Division of Pediatric Surgery, University of Utah, Primary Children's Medical Center, Salt Lake City, UT 84113, USA.
J Pediatr Surg. 2012 Jan;47(1):76-80. doi: 10.1016/j.jpedsurg.2011.10.016.
The need for routine neuroimaging after extracorporeal membrane oxygenation (ECMO) and the optimal radiographic study remains unclear. We sought to evaluate the correlation between findings on head ultrasound (HUS) and magnetic resonance imaging (MRI) and determine the association of these findings to neurodevelopmental outcome.
A retrospective review was performed (2003-2010) to identify neonates who had a MRI after ECMO. Each MRI was reviewed by a single pediatric neuroradiologist. Neurodevelopmental data was collected from the high-risk neonatal follow-up clinic.
Fifty neonates had a MRI (venoarterial 37, venovenous 13) after ECMO. HUS was abnormal in 24%, whereas MRI was abnormal in 62%. All infants with an abnormal HUS had an abnormal MRI, but an additional 50% of patients with a normal HUS had an abnormal MRI. Venoarterial ECMO was significantly associated with an abnormal MRI. Follow-up data was available for 26 neonates. The only predictor of abnormal neurodevelopment was the need for supplemental tube feeds at discharge.
MRI identified significantly more abnormalities compared to routine HUS after neonatal ECMO. However, neither MRI nor HUS findings correlated with early neurodevelopmental outcome. Feeding ability at discharge was the overall best predictor of neurologic impairment in survivors.
体外膜肺氧合(ECMO)后常规神经影像学检查的必要性和最佳影像学研究仍不清楚。我们旨在评估头颅超声(HUS)和磁共振成像(MRI)检查结果之间的相关性,并确定这些检查结果与神经发育结局的关系。
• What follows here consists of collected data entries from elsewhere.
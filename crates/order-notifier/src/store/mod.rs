//! 文档库抽象
//!
//! 通知服务只读取 `users` 与 `profiles` 两个集合，需要按键读取与列出全部文档
//! 两种能力。生产环境使用 Firestore REST，测试与本地运行使用内存实现。

pub mod firestore;
pub mod memory;

use async_trait::async_trait;
use serde_json::{Map, Value};

use crate::error::Result;

pub use firestore::FirestoreStore;
pub use memory::MemoryStore;

/// 用户文档所在的集合
pub const USERS_COLLECTION: &str = "users";
/// 冗余保存推送 token 的备用集合
pub const PROFILES_COLLECTION: &str = "profiles";

/// 文档快照：文档 ID 加上已解码为 JSON 的字段
#[derive(Debug, Clone, PartialEq)]
pub struct Document {
    pub id: String,
    pub fields: Map<String, Value>,
}

impl Document {
    pub fn new(id: impl Into<String>, fields: Map<String, Value>) -> Self {
        Self {
            id: id.into(),
            fields,
        }
    }

    /// 读取非空字符串字段
    pub fn str_field(&self, name: &str) -> Option<&str> {
        self.fields
            .get(name)
            .and_then(Value::as_str)
            .filter(|v| !v.is_empty())
    }
}

/// 文档库接口
#[cfg_attr(test, mockall::automock)]
#[async_trait]
pub trait DocumentStore: Send + Sync {
    /// 按键读取文档，不存在时返回 `None`
    async fn get(&self, collection: &str, id: &str) -> Result<Option<Document>>;

    /// 列出集合中的全部文档
    async fn list(&self, collection: &str) -> Result<Vec<Document>>;
}
//! 共享库
//!
//! 包含通知服务使用的配置、错误处理、订单事件模型、Kafka、重试与可观测性等基础设施代码。

pub mod config;
pub mod error;
pub mod events;
pub mod kafka;
pub mod observability;
pub mod retry;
进行了一项回顾性研究(2003-2010 年),以确定 ECMO 后进行 MRI 的新生儿。每例 MRI 均由一名儿科神经放射科医生进行评估。神经发育数据来自高危新生儿随访诊所。
50 例新生儿在 ECMO 后进行了 MRI(动静脉 37 例,静脉-静脉 13 例)。HUS 异常者占 24%,MRI 异常者占 62%。所有 HUS 异常的婴儿均有 MRI 异常,但 50%的 HUS 正常婴儿也有 MRI 异常。动静脉 ECMO 与 MRI 异常显著相关。26 例新生儿可获得随访数据。唯一预测神经发育异常的指标是出院时需要补充管饲。
与新生儿 ECMO 后常规 HUS 相比,MRI 可发现更多异常。然而,MRI 和 HUS 检查结果均与早期神经发育结局无关。出院时的喂养能力是幸存者神经功能障碍的总体最佳预测指标。